- PROBLEM:
A complete and exact copy of the data below is the task.

++++ GIVEN DATA

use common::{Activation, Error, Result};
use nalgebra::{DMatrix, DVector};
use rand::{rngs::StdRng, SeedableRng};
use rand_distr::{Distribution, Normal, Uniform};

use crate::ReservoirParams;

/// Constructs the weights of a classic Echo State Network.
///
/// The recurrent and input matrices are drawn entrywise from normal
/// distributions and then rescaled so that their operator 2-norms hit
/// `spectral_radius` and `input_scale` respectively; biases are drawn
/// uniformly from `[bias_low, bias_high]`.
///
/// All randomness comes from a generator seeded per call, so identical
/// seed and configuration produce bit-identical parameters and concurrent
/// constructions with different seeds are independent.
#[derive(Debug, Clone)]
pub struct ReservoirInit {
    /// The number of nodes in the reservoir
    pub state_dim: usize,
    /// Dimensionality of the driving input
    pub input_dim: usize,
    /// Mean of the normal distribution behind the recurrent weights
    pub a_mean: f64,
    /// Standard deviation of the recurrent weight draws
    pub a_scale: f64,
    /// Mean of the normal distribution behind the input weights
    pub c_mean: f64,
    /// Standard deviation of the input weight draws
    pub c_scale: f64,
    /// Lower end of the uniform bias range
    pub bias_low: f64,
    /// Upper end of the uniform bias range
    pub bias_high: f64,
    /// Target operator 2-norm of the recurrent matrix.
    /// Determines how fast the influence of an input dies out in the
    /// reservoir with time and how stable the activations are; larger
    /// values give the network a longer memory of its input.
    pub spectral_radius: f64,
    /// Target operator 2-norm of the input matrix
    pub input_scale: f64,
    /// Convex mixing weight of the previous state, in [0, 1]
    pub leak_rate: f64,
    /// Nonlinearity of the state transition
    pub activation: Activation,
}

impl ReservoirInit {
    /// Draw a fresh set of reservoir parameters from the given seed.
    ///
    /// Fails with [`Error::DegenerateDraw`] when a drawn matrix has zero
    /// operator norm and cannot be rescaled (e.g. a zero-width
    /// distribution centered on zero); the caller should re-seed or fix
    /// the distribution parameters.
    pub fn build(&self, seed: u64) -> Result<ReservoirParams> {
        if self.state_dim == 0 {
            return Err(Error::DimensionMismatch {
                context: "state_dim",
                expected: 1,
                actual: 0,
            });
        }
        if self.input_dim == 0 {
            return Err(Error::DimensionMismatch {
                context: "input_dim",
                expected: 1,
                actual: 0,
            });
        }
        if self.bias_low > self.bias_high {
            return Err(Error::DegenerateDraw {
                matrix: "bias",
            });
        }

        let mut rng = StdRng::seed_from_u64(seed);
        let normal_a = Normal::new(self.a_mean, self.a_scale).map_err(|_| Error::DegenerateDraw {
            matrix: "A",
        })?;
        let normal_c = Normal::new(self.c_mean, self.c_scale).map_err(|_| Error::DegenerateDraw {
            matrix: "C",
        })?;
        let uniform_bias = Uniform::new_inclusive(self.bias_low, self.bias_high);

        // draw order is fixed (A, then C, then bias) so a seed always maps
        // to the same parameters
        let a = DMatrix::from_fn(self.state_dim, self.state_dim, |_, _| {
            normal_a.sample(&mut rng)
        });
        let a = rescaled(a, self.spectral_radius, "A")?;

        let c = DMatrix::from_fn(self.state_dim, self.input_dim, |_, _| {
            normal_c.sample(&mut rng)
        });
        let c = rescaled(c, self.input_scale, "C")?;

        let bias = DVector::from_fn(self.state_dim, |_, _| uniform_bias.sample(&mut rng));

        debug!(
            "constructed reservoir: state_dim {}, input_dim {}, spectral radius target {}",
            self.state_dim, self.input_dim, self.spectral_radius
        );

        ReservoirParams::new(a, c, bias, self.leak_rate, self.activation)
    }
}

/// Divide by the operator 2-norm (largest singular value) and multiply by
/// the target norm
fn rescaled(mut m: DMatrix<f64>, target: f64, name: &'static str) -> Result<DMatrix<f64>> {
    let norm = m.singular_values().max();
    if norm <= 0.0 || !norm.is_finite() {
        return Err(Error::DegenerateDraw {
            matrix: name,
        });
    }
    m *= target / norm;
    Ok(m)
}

++++++++

- WRITTEN ANSWER:
use common::{Activation, Error, Result};
use nalgebra::{DMatrix, DVector};
use rand::{rngs::StdRng, SeedableRng};
use rand_distr::{Distribution, Normal, Uniform};

use crate::ReservoirParams;

/// Constructs the weights of a classic Echo State Network.
///
/// The recurrent and input matrices are drawn entrywise from normal
/// distributions and then rescaled so that their operator 2-norms hit
/// `spectral_radius` and `input_scale` respectively; biases are drawn
/// uniformly from `[bias_low, bias_high]`.
///
/// All randomness comes from a generator seeded per call, so identical
/// seed and configuration produce bit-identical parameters and concurrent
/// constructions with different seeds are independent.
#[derive(Debug, Clone)]
pub struct ReservoirInit {
    /// The number of nodes in the reservoir
    pub state_dim: usize,
    /// Dimensionality of the driving input
    pub input_dim: usize,
    /// Mean of the normal distribution behind the recurrent weights
    pub a_mean: f64,
    /// Standard deviation of the recurrent weight draws
    pub a_scale: f64,
    /// Mean of the normal distribution behind the input weights
    pub c_mean: f64,
    /// Standard deviation of the input weight draws
    pub c_scale: f64,
    /// Lower end of the uniform bias range
    pub bias_low: f64,
    /// Upper end of the uniform bias range
    pub bias_high: f64,
    /// Target operator 2-norm of the recurrent matrix.
    /// Determines how fast the influence of an input dies out in the
    /// reservoir with time and how stable the activations are; larger
    /// values give the network a longer memory of its input.
    pub spectral_radius: f64,
    /// Target operator 2-norm of the input matrix
    pub input_scale: f64,
    /// Convex mixing weight of the previous state, in [0, 1]
    pub leak_rate: f64,
    /// Nonlinearity of the state transition
    pub activation: Activation,
}

impl ReservoirInit {
    /// Draw a fresh set of reservoir parameters from the given seed.
    ///
    /// Fails with [`Error::DegenerateDraw`] when a drawn matrix has zero
    /// operator norm and cannot be rescaled (e.g. a zero-width
    /// distribution centered on zero); the caller should re-seed or fix
    /// the distribution parameters.
    pub fn build(&self, seed: u64) -> Result<ReservoirParams> {
        if self.state_dim == 0 {
            return Err(Error::DimensionMismatch {
                context: "state_dim",
                expected: 1,
                actual: 0,
            });
        }
        if self.input_dim == 0 {
            return Err(Error::DimensionMismatch {
                context: "input_dim",
                expected: 1,
                actual: 0,
            });
        }
        if self.bias_low > self.bias_high {
            return Err(Error::DegenerateDraw {
                matrix: "bias",
            });
        }

        let mut rng = StdRng::seed_from_u64(seed);
        let normal_a = Normal::new(self.a_mean, self.a_scale).map_err(|_| Error::DegenerateDraw {
            matrix: "A",
        })?;
        let normal_c = Normal::new(self.c_mean, self.c_scale).map_err(|_| Error::DegenerateDraw {
            matrix: "C",
        })?;
        let uniform_bias = Uniform::new_inclusive(self.bias_low, self.bias_high);

        // draw order is fixed (A, then C, then bias) so a seed always maps
        // to the same parameters
        let a = DMatrix::from_fn(self.state_dim, self.state_dim, |_, _| {
            normal_a.sample(&mut rng)
        });
        let a = rescaled(a, self.spectral_radius, "A")?;

        let c = DMatrix::from_fn(self.state_dim, self.input_dim, |_, _| {
            normal_c.sample(&mut rng)
        });
        let c = rescaled(c, self.input_scale, "C")?;

        let bias = DVector::from_fn(self.state_dim, |_, _| uniform_bias.sample(&mut rng));

        debug!(
            "constructed reservoir: state_dim {}, input_dim {}, spectral radius target {}",
            self.state_dim, self.input_dim, self.spectral_radius
        );

        ReservoirParams::new(a, c, bias, self.leak_rate, self.activation)
    }
}

/// Divide by the operator 2-norm (largest singular value) and multiply by
/// the target norm
fn rescaled(mut m: DMatrix<f64>, target: f64, name: &'static str) -> Result<DMatrix<f64>> {
    let norm = m.singular_values().max();
    if norm <= 0.0 || !norm.is_finite() {
        return Err(Error::DegenerateDraw {
            matrix: name,
        });
    }
    m *= target / norm;
    Ok(m)
}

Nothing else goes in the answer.